Regen D M
Department of Molecular Physiology and Biophysics, Vanderbilt University School of Medicine, Nashville, TN 37232, USA.
Ann Biomed Eng. 1996 May-Jun;24(3):400-17. doi: 10.1007/BF02660889.
Equations for calculating wall tensions in an ellipsoidal chamber might be useful in analyses of elongated chambers whose transverse sections are not round, and they should be useful for examining the tension distribution associated with such shapes. Considering the forces changing a prolate spheroid (semiaxes a > b = c) into a general ellipsoid (semiaxes a > b > c) led to an equation for tensions at the poles of an ellipsoid. Considering the thickness distribution of a chamber of uniform average stress led to an equation for the average of orthogonal tensions at any point on an ellipsoidal chamber. Applying these equations with Laplace's law to points along an axis plane showed that tension normal to that plane is a weighted average of tensions normal to that plane at the intersections of the ellipsoid with the other two axis planes. It was postulated that this rule also would apply to the tension component normal to a plane coincident with any hoop (line of constant distance from one axis plane), and this postulate led to an equation for tension orthogonal to a hoop at any point. These three equations (pole tensions, local average tension, local hoop-orthogonal tension) allowed calculation of the tension tensor at any point. The equations and their algorithm were validated by four tests: the surface integral of the average of orthogonal tensions is as necessary for tensile work to equal hydraulic work in a symmetrical displacement (satisfying chamber equilibrium), the line integral of the component of tension normal to any hoop-coincident plane is equal to the product of pressure and area in the hoop (satisfying force balance), at any point the tensions predicted from the tensor for the directions of greatest and least curvature are compatible with Laplace's law (satisfying local equilibrium), and the calculated principal-tension lines relate properly to the nodes where tension is the same in all surface directions. These tests could be used to validate finite-element analyses of complex chambers.

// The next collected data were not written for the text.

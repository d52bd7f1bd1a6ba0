#![allow(clippy::many_single_char_names)]

use std::{f32::consts::PI, sync::Arc};

use log::trace;
use rustfft::{Fft, FftPlanner, num_complex::Complex32};
use serde::{Deserialize, Serialize};

use super::{
    KfcNormalizer,
    mel::{DctTable, MelFilterBank},
};
use crate::{Config, Result, audio::pcm_to_f32, config::ms_to_samples, constants::LOG_EPSILON};

/// One utterance as a row-major `frames × dim` matrix.
///
/// Row order is time order.
#[derive(Debug, Clone, PartialEq, Serialize, Deserialize)]
pub struct FeatureSequence {
    data: Vec<f32>,
    dim: usize,
}

impl FeatureSequence {
    /// Wrap a flat buffer; `None` unless `dim > 0` and `data.len()` is a
    /// whole number of rows.
    pub fn from_flat(data: Vec<f32>, dim: usize) -> Option<Self> {
        (dim > 0 && data.len() % dim == 0).then_some(Self { data, dim })
    }

    pub fn empty(dim: usize) -> Self {
        Self {
            data: Vec::new(),
            dim,
        }
    }

    /// Number of frames.
    #[inline]
    pub fn len(&self) -> usize {
        if self.dim == 0 { 0 } else { self.data.len() / self.dim }
    }

    #[inline]
    pub fn is_empty(&self) -> bool {
        self.data.is_empty()
    }

    #[inline]
    pub fn dim(&self) -> usize {
        self.dim
    }

    #[inline]
    pub fn frame(&self, t: usize) -> &[f32] {
        &self.data[t * self.dim..(t + 1) * self.dim]
    }

    pub fn frames(&self) -> std::slice::ChunksExact<'_, f32> {
        self.data.chunks_exact(self.dim.max(1))
    }

    pub fn as_flat(&self) -> &[f32] {
        &self.data
    }

    pub fn into_flat(self) -> Vec<f32> {
        self.data
    }

    /// Copy with every frame scaled to unit L2 norm.
    pub fn l2_normalized(&self) -> Self {
        let mut data = self.data.clone();
        KfcNormalizer::l2_rows(&mut data, self.dim);
        Self {
            data,
            dim: self.dim,
        }
    }
}

/// Cepstral feature extractor: int16 PCM → [`FeatureSequence`].
///
/// Window, filterbank, DCT basis and FFT plan are built once in `new`;
/// [`extract`](Self::extract) holds no state between calls, so identical
/// input always yields identical output.
///
/// Pipeline per call:
///  1. int16 → float, remove the DC mean
///  2. centered crop to `max_utterance_ms`
///  3. overlapping frames of `frame_len_ms`, hop `frame_shift_ms`
///  4. pre-emphasis, Hann window, zero-padded FFT, power spectrum
///  5. mel filterbank, natural log floored at ε
///  6. average-pool down to `max_frames` rows when longer
///  7. DCT-II, first `coeffs` cepstra
///  8. delta and delta-delta
///  9. `[c | Δ | ΔΔ]` per frame
/// 10. CMVN over the sequence
pub struct FeatureExtractor {
    frame_len: usize,
    hop: usize,
    fft_size: usize,
    pre_emphasis: f32,
    coeffs: usize,
    max_frames: usize,
    max_samples: usize,

    hann: Vec<f32>,
    mel: MelFilterBank,
    dct: DctTable,
    fft: Arc<dyn Fft<f32>>,
}

impl FeatureExtractor {
    /// Build the tables for `cfg`. Fails only on an invalid configuration.
    pub fn new(cfg: &Config) -> Result<Self> {
        cfg.validate()?;
        let sr = cfg.audio.sample_rate;
        let f = &cfg.features;
        let frame_len = f.frame_len(sr);

        let hann = if frame_len == 1 {
            vec![1.0]
        } else {
            (0..frame_len)
                .map(|n| 0.5 - 0.5 * ((2.0 * PI * n as f32) / (frame_len - 1) as f32).cos())
                .collect()
        };
        let fft = FftPlanner::<f32>::new().plan_fft_forward(f.fft_size);

        Ok(Self {
            frame_len,
            hop: f.hop_len(sr),
            fft_size: f.fft_size,
            pre_emphasis: f.pre_emphasis,
            coeffs: f.coeffs,
            max_frames: f.max_frames,
            max_samples: ms_to_samples(f.max_utterance_ms, sr).max(frame_len),
            hann,
            mel: MelFilterBank::new(sr, f.fft_size, f.mel_bands, f.mel_low_hz, f.mel_high_hz),
            dct: DctTable::new(f.mel_bands, f.coeffs),
            fft,
        })
    }

    /// Width of every produced feature vector.
    #[inline]
    pub fn dim(&self) -> usize {
        self.coeffs * 3
    }

    /// Frames `extract` would produce for `samples` of audio.
    pub fn frames_for(&self, samples: usize) -> usize {
        let samples = samples.min(self.max_samples);
        if samples < self.frame_len {
            return 0;
        }
        (1 + (samples - self.frame_len) / self.hop).min(self.max_frames)
    }

    /// Features of one utterance; empty when shorter than one frame.
    pub fn extract(&self, pcm: &[i16]) -> FeatureSequence {
        let dim = self.dim();

        // 1) float, DC of the whole input removed
        let start = pcm.len().saturating_sub(self.max_samples) / 2;
        let end = pcm.len().min(start + self.max_samples);
        if end - start < self.frame_len {
            return FeatureSequence::empty(dim);
        }
        let mut signal = pcm_to_f32(pcm);
        let mean = signal.iter().sum::<f32>() / signal.len() as f32;

        // 2) centered crop
        signal.truncate(end);
        signal.drain(..start);
        signal.iter_mut().for_each(|s| *s -= mean);

        // 3-5) framing → log-mel rows
        let log_mel = self.log_mel_frames(&signal);
        let bands = self.mel.len();

        // 6) pool
        let log_mel = pool_rows(log_mel, bands, self.max_frames);
        let rows = log_mel.len() / bands;

        // 7) cepstra
        let c = self.coeffs;
        let mut ceps = vec![0f32; rows * c];
        for (row, out) in log_mel.chunks_exact(bands).zip(ceps.chunks_exact_mut(c)) {
            self.dct.apply(row, out);
        }

        // 8-9) [c | Δ | ΔΔ]
        let d1 = KfcNormalizer::delta(&ceps, c);
        let d2 = KfcNormalizer::delta(&d1, c);
        let mut data = Vec::with_capacity(rows * dim);
        for t in 0..rows {
            let r = t * c..(t + 1) * c;
            data.extend_from_slice(&ceps[r.clone()]);
            data.extend_from_slice(&d1[r.clone()]);
            data.extend_from_slice(&d2[r]);
        }

        // 10) CMVN
        KfcNormalizer::cmvn(&mut data, dim);
        trace!("extracted {rows} feature frames from {} samples", pcm.len());

        FeatureSequence { data, dim }
    }

    fn log_mel_frames(&self, signal: &[f32]) -> Vec<f32> {
        let frames = 1 + (signal.len() - self.frame_len) / self.hop;
        let bands = self.mel.len();
        let bins = self.fft_size / 2 + 1;

        let mut buf = vec![Complex32::ZERO; self.fft_size];
        let mut scratch = vec![Complex32::ZERO; self.fft.get_inplace_scratch_len()];
        let mut power = vec![0f32; bins];
        let mut out = vec![0f32; frames * bands];

        for (t, row) in out.chunks_exact_mut(bands).enumerate() {
            let frame = &signal[t * self.hop..t * self.hop + self.frame_len];

            buf.fill(Complex32::ZERO);
            let mut prev = 0.0;
            for (n, (dst, &x)) in buf.iter_mut().zip(frame).enumerate() {
                let emph = if n == 0 { x } else { x - self.pre_emphasis * prev };
                prev = x;
                dst.re = emph * self.hann[n];
            }
            self.fft.process_with_scratch(&mut buf, &mut scratch);

            for (p, c) in power.iter_mut().zip(&buf) {
                *p = c.re * c.re + c.im * c.im;
            }
            self.mel.apply(&power, row);
            for e in row.iter_mut() {
                *e = e.max(LOG_EPSILON).ln();
            }
        }
        out
    }
}

/// Average `rows × width` down to at most `cap` rows over evenly spaced bins.
fn pool_rows(data: Vec<f32>, width: usize, cap: usize) -> Vec<f32> {
    let rows = data.len() / width;
    if rows <= cap {
        return data;
    }
    let mut out = vec![0f32; cap * width];
    for (b, dst) in out.chunks_exact_mut(width).enumerate() {
        let lo = b * rows / cap;
        let hi = ((b + 1) * rows / cap).max(lo + 1);
        for src in data[lo * width..hi * width].chunks_exact(width) {
            for (d, &s) in dst.iter_mut().zip(src) {
                *d += s;
            }
        }
        let k = 1.0 / (hi - lo) as f32;
        dst.iter_mut().for_each(|d| *d *= k);
    }
    out
}

#[cfg(test)]
mod tests {
    use super::*;

    fn tone(freq: f32, secs: f32, amp: f32) -> Vec<i16> {
        let n = (16_000.0 * secs) as usize;
        (0..n)
            .map(|i| {
                let t = i as f32 / 16_000.0;
                (amp * 32_767.0 * (2.0 * PI * freq * t).sin()) as i16
            })
            .collect()
    }

    fn extractor() -> FeatureExtractor {
        FeatureExtractor::new(&Config::default()).unwrap()
    }

    #[test]
    fn shorter_than_one_frame_is_empty() {
        let ex = extractor();
        assert!(ex.extract(&[100i16; 399]).is_empty());
        assert!(ex.extract(&[]).is_empty());
        assert_eq!(ex.extract(&[100i16; 400]).len(), 1);
    }

    #[test]
    fn frame_count_follows_hop() {
        let ex = extractor();
        let seq = ex.extract(&tone(440.0, 0.5, 0.3));
        assert_eq!(seq.dim(), 39);
        assert_eq!(seq.len(), 1 + (8_000 - 400) / 160);
        assert_eq!(seq.len(), ex.frames_for(8_000));
    }

    #[test]
    fn long_input_is_cropped_and_pooled() {
        let ex = extractor();
        let seq = ex.extract(&tone(300.0, 3.5, 0.3));
        assert_eq!(seq.len(), 120);
        assert_eq!(ex.frames_for(56_000), 120);
    }

    #[test]
    fn dc_is_measured_before_the_crop() {
        let ex = extractor();
        // amplitude-modulated so frames differ and CMVN keeps the change
        let clean: Vec<i16> = (0..48_000)
            .map(|i| {
                let t = i as f32 / 16_000.0;
                let env = 0.2 + 0.15 * (2.0 * PI * 3.0 * t).sin();
                (env * 32_767.0 * (2.0 * PI * 440.0 * t).sin()) as i16
            })
            .collect();
        let mut offset = clean.clone();
        // the first 0.5 s falls outside the centered 2 s window
        for s in &mut offset[..8_000] {
            *s = s.saturating_add(12_000);
        }
        let a = ex.extract(&clean);
        let b = ex.extract(&offset);
        assert_eq!(a.len(), b.len());
        let moved = a
            .as_flat()
            .iter()
            .zip(b.as_flat())
            .map(|(x, y)| (x - y).abs())
            .fold(0.0f32, f32::max);
        assert!(moved > 1e-3, "max change {moved}");
    }

    #[test]
    fn output_is_finite_even_for_silence() {
        let seq = extractor().extract(&[0i16; 4_000]);
        assert!(!seq.is_empty());
        assert!(seq.as_flat().iter().all(|v| v.is_finite()));
    }

    #[test]
    fn pooling_averages_evenly() {
        let data: Vec<f32> = (0..6).map(|v| v as f32).collect();
        assert_eq!(pool_rows(data, 1, 3), vec![0.5, 2.5, 4.5]);
    }

    #[test]
    fn from_flat_rejects_ragged_buffers() {
        assert!(FeatureSequence::from_flat(vec![0.0; 78], 39).is_some());
        assert!(FeatureSequence::from_flat(vec![0.0; 40], 39).is_none());
        assert!(FeatureSequence::from_flat(vec![], 0).is_none());
    }
}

计算椭圆形腔室壁张力的方程可能有助于分析横截面不是圆形的细长腔室,并且对于研究与这种形状相关的张力分布应该是有用的。考虑将长椭球体(半轴a > b = c)转变为一般椭球体(半轴a > b > c)时的力,得出了椭球体极点处张力的方程。考虑具有均匀平均应力的腔室的厚度分布,得出了椭圆形腔室任意点处正交张力平均值的方程。将这些方程与拉普拉斯定律应用于沿轴平面的点,结果表明垂直于该平面的张力是椭球体与其他两个轴平面相交处垂直于该平面的张力的加权平均值。据推测,该规则也适用于垂直于与任何环(与一个轴平面距离恒定的线)重合的平面的张力分量,并且这一推测得出了椭圆形腔室任意点处垂直于环的张力的方程。这三个方程(极点张力方程、局部平均张力方程、局部环向正交张力方程)允许计算任意点处的张力张量。这些方程及其算法通过四项测试得到了验证:正交张力平均值的表面积分对于拉伸功等于对称位移中的液压功(满足腔室平衡)是必要的,垂直于任何与环重合平面的张力分量的线积分等于环内压力与面积的乘积(满足力平衡),在任意点处从张量预测的最大和最小曲率方向的张力与拉普拉斯定律兼容(满足局部平衡),并且计算出的主张力线与所有表面方向上张力相同的节点正确相关。这些测试可用于验证复杂腔室的有限元分析。